Start of Extracted information
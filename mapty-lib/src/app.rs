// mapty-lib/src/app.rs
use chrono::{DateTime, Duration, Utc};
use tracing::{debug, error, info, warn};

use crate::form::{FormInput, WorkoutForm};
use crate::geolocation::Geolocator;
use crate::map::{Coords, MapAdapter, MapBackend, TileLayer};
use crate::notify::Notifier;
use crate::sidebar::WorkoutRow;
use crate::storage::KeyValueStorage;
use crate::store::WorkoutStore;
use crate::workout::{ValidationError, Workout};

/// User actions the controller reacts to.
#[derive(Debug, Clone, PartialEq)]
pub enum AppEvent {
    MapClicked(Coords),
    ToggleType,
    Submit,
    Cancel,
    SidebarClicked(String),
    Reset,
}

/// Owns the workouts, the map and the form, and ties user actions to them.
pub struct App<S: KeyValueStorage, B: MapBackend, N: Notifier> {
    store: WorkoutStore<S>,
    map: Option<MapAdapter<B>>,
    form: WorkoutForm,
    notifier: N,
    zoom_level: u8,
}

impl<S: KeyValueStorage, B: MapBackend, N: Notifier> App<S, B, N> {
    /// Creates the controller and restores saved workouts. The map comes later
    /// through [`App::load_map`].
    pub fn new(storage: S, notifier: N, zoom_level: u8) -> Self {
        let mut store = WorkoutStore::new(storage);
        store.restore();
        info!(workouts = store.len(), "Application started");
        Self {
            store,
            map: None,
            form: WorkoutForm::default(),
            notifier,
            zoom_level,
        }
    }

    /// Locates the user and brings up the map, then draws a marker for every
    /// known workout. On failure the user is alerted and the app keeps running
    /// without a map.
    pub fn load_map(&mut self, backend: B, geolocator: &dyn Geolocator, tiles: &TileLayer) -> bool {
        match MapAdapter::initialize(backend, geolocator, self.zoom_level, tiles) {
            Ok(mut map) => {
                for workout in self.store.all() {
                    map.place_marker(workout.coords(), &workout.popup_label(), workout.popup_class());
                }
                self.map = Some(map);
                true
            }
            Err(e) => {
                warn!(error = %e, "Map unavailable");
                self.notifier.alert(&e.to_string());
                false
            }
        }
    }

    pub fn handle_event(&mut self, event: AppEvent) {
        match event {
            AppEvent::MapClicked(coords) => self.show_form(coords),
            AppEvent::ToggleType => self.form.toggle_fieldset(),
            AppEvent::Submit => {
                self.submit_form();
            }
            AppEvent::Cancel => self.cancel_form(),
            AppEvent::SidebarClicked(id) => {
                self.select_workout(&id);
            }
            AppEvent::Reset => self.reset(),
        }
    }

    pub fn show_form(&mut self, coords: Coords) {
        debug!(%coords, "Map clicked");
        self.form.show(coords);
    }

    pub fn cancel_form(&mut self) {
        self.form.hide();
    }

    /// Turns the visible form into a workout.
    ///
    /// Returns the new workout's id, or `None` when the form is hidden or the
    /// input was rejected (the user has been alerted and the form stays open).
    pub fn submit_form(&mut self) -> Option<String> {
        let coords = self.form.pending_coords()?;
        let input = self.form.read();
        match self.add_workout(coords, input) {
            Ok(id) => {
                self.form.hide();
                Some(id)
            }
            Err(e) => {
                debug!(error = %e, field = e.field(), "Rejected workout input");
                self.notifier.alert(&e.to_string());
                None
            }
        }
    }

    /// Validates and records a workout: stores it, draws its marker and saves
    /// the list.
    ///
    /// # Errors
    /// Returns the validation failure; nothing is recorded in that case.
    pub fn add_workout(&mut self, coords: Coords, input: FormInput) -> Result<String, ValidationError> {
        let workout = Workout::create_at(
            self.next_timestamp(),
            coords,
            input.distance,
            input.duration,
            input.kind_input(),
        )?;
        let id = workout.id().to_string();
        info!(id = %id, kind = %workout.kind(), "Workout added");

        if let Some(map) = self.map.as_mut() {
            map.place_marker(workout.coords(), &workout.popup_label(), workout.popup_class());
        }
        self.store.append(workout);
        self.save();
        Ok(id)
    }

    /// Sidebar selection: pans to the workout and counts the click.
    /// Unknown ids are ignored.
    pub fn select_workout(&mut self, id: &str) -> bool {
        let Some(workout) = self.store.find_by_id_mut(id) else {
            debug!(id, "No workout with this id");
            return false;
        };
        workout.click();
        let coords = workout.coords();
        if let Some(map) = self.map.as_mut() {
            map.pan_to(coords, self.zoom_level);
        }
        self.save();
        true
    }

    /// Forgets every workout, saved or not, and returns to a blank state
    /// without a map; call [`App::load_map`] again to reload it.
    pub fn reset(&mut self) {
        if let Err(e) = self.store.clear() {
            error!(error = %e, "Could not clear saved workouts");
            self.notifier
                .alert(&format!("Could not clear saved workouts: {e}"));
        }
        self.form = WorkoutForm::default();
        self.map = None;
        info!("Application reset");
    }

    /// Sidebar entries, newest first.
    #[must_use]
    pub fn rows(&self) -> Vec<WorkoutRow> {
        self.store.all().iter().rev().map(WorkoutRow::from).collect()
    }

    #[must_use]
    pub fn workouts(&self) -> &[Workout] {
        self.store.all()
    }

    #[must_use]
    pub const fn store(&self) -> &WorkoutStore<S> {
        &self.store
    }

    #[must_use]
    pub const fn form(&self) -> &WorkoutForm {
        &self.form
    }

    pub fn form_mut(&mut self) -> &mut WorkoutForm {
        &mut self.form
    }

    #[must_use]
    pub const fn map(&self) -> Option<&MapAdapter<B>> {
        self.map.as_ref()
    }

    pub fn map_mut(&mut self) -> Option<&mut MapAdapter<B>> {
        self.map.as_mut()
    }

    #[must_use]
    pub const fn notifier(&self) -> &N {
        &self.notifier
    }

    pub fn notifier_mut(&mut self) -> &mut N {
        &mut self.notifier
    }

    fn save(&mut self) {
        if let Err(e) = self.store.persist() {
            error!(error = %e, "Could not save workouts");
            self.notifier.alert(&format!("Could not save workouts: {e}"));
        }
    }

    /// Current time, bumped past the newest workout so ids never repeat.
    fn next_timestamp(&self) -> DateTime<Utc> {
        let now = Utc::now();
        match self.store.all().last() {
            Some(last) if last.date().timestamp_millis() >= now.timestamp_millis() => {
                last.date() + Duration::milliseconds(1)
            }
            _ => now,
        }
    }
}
End of Extracted information
#### Work to be completed:
Go line by line through the records and copy those that contain the word "crate".

#### Exercise response:
use crate::form::{FormInput, WorkoutForm};
use crate::geolocation::Geolocator;
use crate::map::{Coords, MapAdapter, MapBackend, TileLayer};
use crate::notify::Notifier;
use crate::sidebar::WorkoutRow;
use crate::storage::KeyValueStorage;
use crate::store::WorkoutStore;
use crate::workout::{ValidationError, Workout};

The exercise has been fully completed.